André läuft in Uniform vom Gelände, fährt mit dem Zug nach Berlin, holt zu Hause in Adlershof seinen alten Personalausweis, fährt weiter, in den Süden, in die Tschechoslowakei, dann nach Bayern.

Freiheit also. Möglichkeiten haben, nutzen. Oder vor der Vielfalt stehen und benommen sein. Durch die Jahre torkeln, wie so viele, im Kopf Pläne, verrückte und auch erreichbare. Trotz der Pläne vor sich hin leben, irgendwie. Obst und Gemüse auf einem Markt verkaufen, Fotomaterial, am Tage schlafen, in der Nacht durch die Stadt ziehen, alte Motown- und französische Easy-Listening-CDs sammeln, nachdenken und stundenlange Gespräche führen, wie Kosmonauten sich abwechslungsreicher ernähren könnten, nicht von den immer gleich schmeckenden Pasten, es muss doch möglich sein, eine Kohlroulade in eine Tube zu bekommen. Sich gründlich und mit Hingabe Dingen widmen. Dingen, die anderen nicht relevant erscheinen.

Als vereinigte André zwei vollständige Personen in sich. Die eine lebt nach selbst aufgestellten Regeln in einer Welt, in der es Wirklichkeit, was immer das sein mag, nicht gibt, die andere, die in der wirklichen Welt existiert, vollbringt viel und mehr noch als die meisten. Er holt sein Abitur nach, zeichnet fortwährend, malt, bewirbt sich um einen Studienplatz für Architektur, 1500 Anwärter auf 50 Plätze. André bekommt einen. Und dann bemüht er sich Wochen, den russischen Film „Roboter im Sternbild Kassiopeia“ aus dem Jahr 1975 zu beschaffen, findet ihn, lädt Freunde ein zum Kinoabend bei Pelmeni, Schwarzbrot und Wodka. Oder er streicht seine Diele vier Mal, bis das Gelb so ist, wie er es sich vorgestellt hat. Oder er kauft rare Armbanduhren, trotz beträchtlicher Schulden, ohne je die Zeit von ihnen abzulesen. Und zahlt bei keiner Krankenkasse ein.

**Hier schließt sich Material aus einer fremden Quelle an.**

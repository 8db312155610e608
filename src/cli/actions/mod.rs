pub mod server;

/// Actions the binary can execute after argument parsing.
pub enum Action {
    Server(server::Args),
}
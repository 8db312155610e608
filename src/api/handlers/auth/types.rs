//! Request/response contracts for registration and login.
//!
//! Bodies are strict: unknown fields are rejected at deserialization so
//! nothing reaches the service layer without matching the declared contract.
//! Passwords deserialize into `SecretString` and never appear in debug output.

use regex::Regex;
use secrecy::{ExposeSecret, SecretString};
use serde::{Deserialize, Serialize};
use utoipa::ToSchema;

use crate::api::handlers::FieldError;

pub(crate) const USERNAME_MIN_LENGTH: usize = 3;
pub(crate) const USERNAME_MAX_LENGTH: usize = 30;
pub(crate) const PASSWORD_MIN_LENGTH: usize = 8;
pub(crate) const PASSWORD_MAX_LENGTH: usize = 100;

#[derive(ToSchema, Deserialize, Debug)]
#[serde(deny_unknown_fields)]
pub struct RegisterRequest {
    pub username: String,
    #[schema(value_type = String)]
    pub password: SecretString,
}

#[derive(ToSchema, Deserialize, Debug)]
#[serde(deny_unknown_fields)]
pub struct LoginRequest {
    pub username: String,
    #[schema(value_type = String)]
    pub password: SecretString,
}

/// Projection returned by both registration and login. The password hash is
/// never part of it.
#[derive(ToSchema, Serialize, Deserialize, Debug)]
pub struct AuthResponse {
    pub id: String,
    pub username: String,
    pub token: String,
}

/// Username must be 3-30 characters from `[A-Za-z0-9_]`, matched
/// case-sensitively everywhere.
pub(crate) fn valid_username(username: &str) -> bool {
    let length = username.len();
    if !(USERNAME_MIN_LENGTH..=USERNAME_MAX_LENGTH).contains(&length) {
        return false;
    }
    Regex::new(r"^[A-Za-z0-9_]+$").is_ok_and(|regex| regex.is_match(username))
}

fn password_length_ok(password: &str) -> bool {
    (PASSWORD_MIN_LENGTH..=PASSWORD_MAX_LENGTH).contains(&password.chars().count())
}

/// Full registration schema: username charset/bounds plus password
/// composition (digit, uppercase, lowercase, non-alphanumeric).
pub(crate) fn validate_register(request: &RegisterRequest) -> Vec<FieldError> {
    let mut details = Vec::new();

    if !valid_username(&request.username) {
        details.push(FieldError::new(
            "username",
            "must be 3-30 characters of letters, digits, or underscores",
        ));
    }

    let password = request.password.expose_secret();
    if password_length_ok(password) {
        if !password.chars().any(|c| c.is_ascii_digit()) {
            details.push(FieldError::new("password", "must contain a digit"));
        }
        if !password.chars().any(char::is_uppercase) {
            details.push(FieldError::new(
                "password",
                "must contain an uppercase letter",
            ));
        }
        if !password.chars().any(char::is_lowercase) {
            details.push(FieldError::new(
                "password",
                "must contain a lowercase letter",
            ));
        }
        if !password.chars().any(|c| !c.is_alphanumeric()) {
            details.push(FieldError::new(
                "password",
                "must contain a special character",
            ));
        }
    } else {
        details.push(FieldError::new("password", "must be 8-100 characters"));
    }

    details
}

/// Login only re-checks bounds; the password being validated already exists,
/// so composition rules are not re-applied.
pub(crate) fn validate_login(request: &LoginRequest) -> Vec<FieldError> {
    let mut details = Vec::new();

    if !valid_username(&request.username) {
        details.push(FieldError::new(
            "username",
            "must be 3-30 characters of letters, digits, or underscores",
        ));
    }

    if !password_length_ok(request.password.expose_secret()) {
        details.push(FieldError::new("password", "must be 8-100 characters"));
    }

    details
}

#[cfg(test)]
mod tests {
    use super::*;

    fn register_request(username: &str, password: &str) -> RegisterRequest {
        RegisterRequest {
            username: username.to_string(),
            password: SecretString::from(password.to_string()),
        }
    }

    fn login_request(username: &str, password: &str) -> LoginRequest {
        LoginRequest {
            username: username.to_string(),
            password: SecretString::from(password.to_string()),
        }
    }

    #[test]
    fn valid_username_accepts_charset_and_bounds() {
        assert!(valid_username("bob"));
        assert!(valid_username("alice_42"));
        assert!(valid_username("A_30_char_username_padded_out0"));
    }

    #[test]
    fn valid_username_rejects_bad_input() {
        assert!(!valid_username("ab")); // too short
        assert!(!valid_username(&"a".repeat(31))); // too long
        assert!(!valid_username("has space"));
        assert!(!valid_username("dash-ed"));
        assert!(!valid_username("ünïcode"));
        assert!(!valid_username(""));
    }

    #[test]
    fn username_matching_is_case_sensitive_by_charset() {
        // Mixed case is legal; the rules never normalize it away.
        assert!(valid_username("Alice"));
        assert!(valid_username("ALICE"));
    }

    #[test]
    fn validate_register_accepts_conforming_pair() {
        let details = validate_register(&register_request("alice", "Str0ng!pass"));
        assert!(details.is_empty(), "unexpected details: {details:?}");
    }

    #[test]
    fn validate_register_collects_password_composition_errors() {
        let details = validate_register(&register_request("alice", "alllowercase1!"));
        assert_eq!(details.len(), 1);
        assert_eq!(details[0].field, "password");
        assert!(details[0].message.contains("uppercase"));

        let details = validate_register(&register_request("alice", "NoDigitsHere!"));
        assert!(details.iter().any(|d| d.message.contains("digit")));

        let details = validate_register(&register_request("alice", "NoSpecial1char"));
        assert!(details.iter().any(|d| d.message.contains("special")));
    }

    #[test]
    fn validate_register_checks_password_bounds_first() {
        let details = validate_register(&register_request("alice", "Ab1!"));
        assert_eq!(details.len(), 1);
        assert_eq!(details[0].message, "must be 8-100 characters");

        let long = format!("Aa1!{}", "x".repeat(100));
        let details = validate_register(&register_request("alice", &long));
        assert_eq!(details[0].message, "must be 8-100 characters");
    }

    #[test]
    fn validate_register_reports_multiple_fields() {
        let details = validate_register(&register_request("a", "short"));
        let fields: Vec<&str> = details.iter().map(|d| d.field.as_str()).collect();
        assert!(fields.contains(&"username"));
        assert!(fields.contains(&"password"));
    }

    #[test]
    fn validate_login_skips_composition_rules() {
        // A legacy password with no digits or specials still passes login
        // validation as long as the bounds hold.
        let details = validate_login(&login_request("alice", "justletters"));
        assert!(details.is_empty(), "unexpected details: {details:?}");
    }

    #[test]
    fn validate_login_still_checks_bounds() {
        let details = validate_login(&login_request("alice", "short"));
        assert_eq!(details.len(), 1);
        assert_eq!(details[0].field, "password");
    }

    #[test]
    fn register_request_rejects_unknown_fields() {
        let result: Result<RegisterRequest, _> = serde_json::from_str(
            r#"{"username": "alice", "password": "Str0ng!pass", "isAdmin": true}"#,
        );
        assert!(result.is_err());
    }

    #[test]
    fn register_request_debug_hides_password() {
        let request = register_request("alice", "Str0ng!pass");
        let debug = format!("{request:?}");
        assert!(!debug.contains("Str0ng!pass"));
    }
}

Versuch, sagen die Leute, ist kein Wort für André, Perfektion vielmehr. Auf einem Spaziergang mit einem Freund weist er auf eine Fassade – „Guck mal dort, der Fenstersturz“ – und hält einen Vortrag über die Kulturgeschichte des Fenstersturzes. Oder er entdeckt die Ausschreibung für ein Hochhauses am Alexanderplatz, sitzt Nächte am Computer, erarbeitet zahllose Variationen eines Entwurfs. Nur für sich.

Er erfährt von seiner Schilddrüsenkrankheit. Die Fäden gleiten ihm aus der Hand, er öffnet weder Rechnungen noch Mahnungen, eines Tages steht der Vermieter mit Möbelpacker vor der Tür.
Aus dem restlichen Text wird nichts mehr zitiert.